=== Extracted data entries ===
+ + +

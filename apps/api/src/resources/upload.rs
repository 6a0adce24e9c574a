use axum::extract::multipart::{Field, Multipart};

use crate::errors::AppError;
use crate::resources::{ProjectFields, Upload};

/// Multipart part carrying the project image.
pub const PROJECT_IMAGE_FIELD: &str = "image";
/// Multipart part carrying the résumé file.
pub const RESUME_FIELD: &str = "resume";

#[derive(Debug, Default)]
pub struct ProjectForm {
    pub fields: ProjectFields,
    pub image: Option<Upload>,
}

/// Reads the project submission form. Unknown parts are skipped.
pub async fn read_project_form(mut multipart: Multipart) -> Result<ProjectForm, AppError> {
    let mut form = ProjectForm::default();

    while let Some(field) = multipart.next_field().await? {
        let name = field.name().unwrap_or_default().to_string();
        match name.as_str() {
            "title" => form.fields.title = field.text().await?,
            "description" => form.fields.description = field.text().await?,
            "githubLink" => form.fields.github_link = field.text().await?,
            "liveLink" => form.fields.live_link = field.text().await?,
            PROJECT_IMAGE_FIELD => form.image = Some(read_upload(field).await?),
            _ => {}
        }
    }

    Ok(form)
}

/// Reads the résumé form, returning the attached file if one was sent.
pub async fn read_resume_form(mut multipart: Multipart) -> Result<Option<Upload>, AppError> {
    let mut resume = None;

    while let Some(field) = multipart.next_field().await? {
        if field.name() == Some(RESUME_FIELD) {
            resume = Some(read_upload(field).await?);
        }
    }

    Ok(resume)
}

async fn read_upload(field: Field<'_>) -> Result<Upload, AppError> {
    let file_name = field.file_name().unwrap_or_default().to_string();
    let bytes = field.bytes().await?;

    Ok(Upload {
        file_name,
        bytes,
    })
}
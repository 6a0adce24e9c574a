use chrono::{DateTime, Utc};
use serde::{Deserialize, Serialize};
use sqlx::FromRow;

/// A portfolio project as stored in the catalog.
/// `image` is the public blob path, or empty when no image was attached.
#[derive(Debug, Clone, PartialEq, Serialize, Deserialize, FromRow)]
#[serde(rename_all = "camelCase")]
pub struct ProjectRecord {
    pub id: i64,
    pub title: String,
    pub description: String,
    pub github_link: String,
    pub live_link: String,
    pub image: String,
    pub created_at: DateTime<Utc>,
}

#[derive(Debug, Clone)]
pub struct NewProject {
    pub title: String,
    pub description: String,
    pub github_link: String,
    pub live_link: String,
    pub image: String,
}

+ + +

=== TASK ITEM ===
Each line above is to be reproduced exactly. Leave none out.

=== OUTPUT ===
filename apps/api/src/resources/upload.rs
repository 6a0adce24e9c574a
use axum::extract::multipart::{Field, Multipart};

use crate::errors::AppError;
use crate::resources::{ProjectFields, Upload};

/// Multipart part carrying the project image.
pub const PROJECT_IMAGE_FIELD: &str = "image";
/// Multipart part carrying the résumé file.
pub const RESUME_FIELD: &str = "resume";

#[derive(Debug, Default)]
pub struct ProjectForm {
    pub fields: ProjectFields,
    pub image: Option<Upload>,
}

/// Reads the project submission form. Unknown parts are skipped.
pub async fn read_project_form(mut multipart: Multipart) -> Result<ProjectForm, AppError> {
    let mut form = ProjectForm::default();

    while let Some(field) = multipart.next_field().await? {
        let name = field.name().unwrap_or_default().to_string();
        match name.as_str() {
            "title" => form.fields.title = field.text().await?,
            "description" => form.fields.description = field.text().await?,
            "githubLink" => form.fields.github_link = field.text().await?,
            "liveLink" => form.fields.live_link = field.text().await?,
            PROJECT_IMAGE_FIELD => form.image = Some(read_upload(field).await?),
            _ => {}
        }
    }

    Ok(form)
}

/// Reads the résumé form, returning the attached file if one was sent.
pub async fn read_resume_form(mut multipart: Multipart) -> Result<Option<Upload>, AppError> {
    let mut resume = None;

    while let Some(field) = multipart.next_field().await? {
        if field.name() == Some(RESUME_FIELD) {
            resume = Some(read_upload(field).await?);
        }
    }

    Ok(resume)
}

async fn read_upload(field: Field<'_>) -> Result<Upload, AppError> {
    let file_name = field.file_name().unwrap_or_default().to_string();
    let bytes = field.bytes().await?;

    Ok(Upload {
        file_name,
        bytes,
    })
}
repository 6a0adce24e9c574a
use chrono::{DateTime, Utc};
use serde::{Deserialize, Serialize};
use sqlx::FromRow;

/// A portfolio project as stored in the catalog.
/// `image` is the public blob path, or empty when no image was attached.
#[derive(Debug, Clone, PartialEq, Serialize, Deserialize, FromRow)]
#[serde(rename_all = "camelCase")]
pub struct ProjectRecord {
    pub id: i64,
    pub title: String,
    pub description: String,
    pub github_link: String,
    pub live_link: String,
    pub image: String,
    pub created_at: DateTime<Utc>,
}

#[derive(Debug, Clone)]
pub struct NewProject {
    pub title: String,
    pub description: String,
    pub github_link: String,
    pub live_link: String,
    pub image: String,
}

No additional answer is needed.